The Administrative Committee of the Zionist Organization of America made public yesterday a resolution which it adopted and forwarded to the Department of State for transmission to the British Ambassador in Washington, and in which it protests against the suspension of Jewish immigration to Palestine. The resolution declares that the suspension of immigration “will tend to place a premium on further disorders in Palestine” and characterizes the action of the Colonial Office as an “unwarranted interference with the orderly application of the immigration laws of Palestine.”
Hadassah, the women’s Zionist Organization of America, representing 50,000 American women, has joined the widespread protest against the British Government’s order suspending immigration into Palestine.

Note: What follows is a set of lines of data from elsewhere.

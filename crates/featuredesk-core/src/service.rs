//! # Feature Service
//!
//! Business rules on top of a [`FeatureStore`]:
//! - create requests are validated before any storage call
//! - names are unique; both the pre-check and the store's unique constraint
//!   surface as [`FeatureError::Conflict`]
//! - absence is `Ok(None)` / `Ok(false)` for reads and deletes, and
//!   [`FeatureError::NotFound`] for updates
//!
//! Every unexpected store failure is logged here and returned as
//! [`FeatureError::Internal`].

use crate::store::{FeatureStore, StoreError};
use crate::validation::validate_create;
use crate::{
    CreateFeatureRequest, Feature, FeatureError, FeatureId, NewFeature, UpdateFeatureRequest,
};
use mockable::{Clock, DefaultClock};
use std::fmt;
use std::sync::Arc;

/// Result type for service operations.
pub type FeatureResult<T> = Result<T, FeatureError>;

/// Clock shared by the service and startup code.
pub type SharedClock = Arc<dyn Clock + Send + Sync>;

/// Feature management service.
///
/// Cheap to clone; clones share the same store and clock.
#[derive(Clone)]
pub struct FeatureService {
    store: Arc<dyn FeatureStore>,
    clock: SharedClock,
}

impl fmt::Debug for FeatureService {
    fn fmt(&self, f: &mut fmt::Formatter<'_>) -> fmt::Result {
        f.debug_struct("FeatureService").finish_non_exhaustive()
    }
}

impl FeatureService {
    /// Create a service using the system clock.
    #[must_use]
    pub fn new(store: Arc<dyn FeatureStore>) -> Self {
        Self::with_clock(store, Arc::new(DefaultClock))
    }

    /// Create a service with an explicit clock.
    #[must_use]
    pub fn with_clock(store: Arc<dyn FeatureStore>, clock: SharedClock) -> Self {
        Self { store, clock }
    }

    /// All features ordered by name.
    pub async fn list_all(&self) -> FeatureResult<Vec<Feature>> {
        self.store
            .get_all()
            .await
            .map_err(|e| internal("list features", e))
    }

    /// Feature with `id`, or `None`.
    pub async fn get_by_id(&self, id: FeatureId) -> FeatureResult<Option<Feature>> {
        self.store
            .get_by_id(id)
            .await
            .map_err(|e| internal("get feature by id", e))
    }

    /// Feature named exactly `name`, or `None`.
    pub async fn get_by_name(&self, name: &str) -> FeatureResult<Option<Feature>> {
        self.store
            .get_by_name(name)
            .await
            .map_err(|e| internal("get feature by name", e))
    }

    /// Validate and insert a new feature, returning the stored record.
    ///
    /// # Errors
    ///
    /// - [`FeatureError::Validation`] listing every invalid field
    /// - [`FeatureError::Conflict`] when the name is taken
    /// - [`FeatureError::Internal`] on storage failure, or when the inserted
    ///   row cannot be read back
    pub async fn create(&self, request: &CreateFeatureRequest) -> FeatureResult<Feature> {
        if let Err(violations) = validate_create(request) {
            let messages: Vec<String> = violations.iter().map(ToString::to_string).collect();
            tracing::debug!(name = %request.name, ?messages, "Create request rejected");
            return Err(FeatureError::Validation(messages));
        }

        if self.exists(&request.name, None).await? {
            return Err(conflict(&request.name));
        }

        let feature = NewFeature::from_request(request, self.clock.utc());
        let id = match self.store.create(&feature).await {
            Ok(id) => id,
            Err(StoreError::DuplicateName(name)) => return Err(conflict(&name)),
            Err(e) => return Err(internal("create feature", e)),
        };

        let created = self.get_by_id(id).await?.ok_or_else(|| {
            tracing::error!(%id, "Inserted feature could not be read back");
            FeatureError::Internal(format!("Feature {} was created but could not be read", id))
        })?;

        tracing::info!(%id, name = %created.name, "Feature created");
        Ok(created)
    }

    /// Apply a partial update and return the stored record.
    ///
    /// `last_updated` always advances, even when the request changes nothing.
    ///
    /// # Errors
    ///
    /// - [`FeatureError::NotFound`] when `id` is unknown, or the row vanished
    ///   between the read and the write
    /// - [`FeatureError::Internal`] on storage failure
    pub async fn update(
        &self,
        id: FeatureId,
        request: &UpdateFeatureRequest,
    ) -> FeatureResult<Feature> {
        let mut feature = self
            .get_by_id(id)
            .await?
            .ok_or(FeatureError::NotFound(id))?;

        feature.apply_update(request, self.clock.utc());

        let updated = self
            .store
            .update(&feature)
            .await
            .map_err(|e| internal("update feature", e))?;
        if !updated {
            tracing::warn!(%id, "Feature disappeared before update was written");
            return Err(FeatureError::NotFound(id));
        }

        let stored = self
            .get_by_id(id)
            .await?
            .ok_or(FeatureError::NotFound(id))?;

        tracing::info!(%id, name = %stored.name, "Feature updated");
        Ok(stored)
    }

    /// Delete the feature with `id`. Returns `false` when it did not exist.
    pub async fn delete(&self, id: FeatureId) -> FeatureResult<bool> {
        if self.get_by_id(id).await?.is_none() {
            return Ok(false);
        }

        let deleted = self
            .store
            .delete(id)
            .await
            .map_err(|e| internal("delete feature", e))?;

        if deleted {
            tracing::info!(%id, "Feature deleted");
        }
        Ok(deleted)
    }

    /// Whether `name` is taken, optionally ignoring the feature `exclude_id`.
    pub async fn exists(&self, name: &str, exclude_id: Option<FeatureId>) -> FeatureResult<bool> {
        self.store
            .exists(name, exclude_id)
            .await
            .map_err(|e| internal("check feature name", e))
    }
}

fn conflict(name: &str) -> FeatureError {
    tracing::debug!(%name, "Feature name already taken");
    FeatureError::Conflict(format!("A feature with the name '{}' already exists", name))
}

fn internal(operation: &str, err: StoreError) -> FeatureError {
    tracing::error!(operation, error = %err, "Storage operation failed");
    FeatureError::Internal(err.to_string())
}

At a special meeting of the Executive Committee held at the Hadassah headquarters, the members expressed indignation against what was termed “a grave danger to the development of the Jewish Homeland” in Palestine.
The general strike observed by the Jews of Palestine on Thursday should not be interpreted as an expression of helplessness and dispair, but rather as a call to Zionists throughout the world to continue and increase activities aiming towards the upbuilding of the Jewish National Home, in accordance with the provisions of the Palestine Mandate entrusted to Great Britain by the League of Nations, stated a cable message dispatched from Jerusalem an hour before the general strike began, by M. M. Ussishkin, President of the Jewish National Fund of Jerusalem.
The cable was made public by Emanuel Neumann, President of the Jewish National Fund of America. While the Jews of Palestine were protesting against the MacDonald Government for its order suspending Jewish immigration to the country, the President of the Jewish National Fund urged Jews throughout the world, who are protesting against this action, to manifest their appreciation of the memory of Lord Balfour, the author of the declaration pledging Great Britain to the establishment of a Jewish National Home, by contributing to the Balfour Memorial Fund of $500,000 to be raised by Jews throughout the world to perpetuate the name of the British statesman through a memorial.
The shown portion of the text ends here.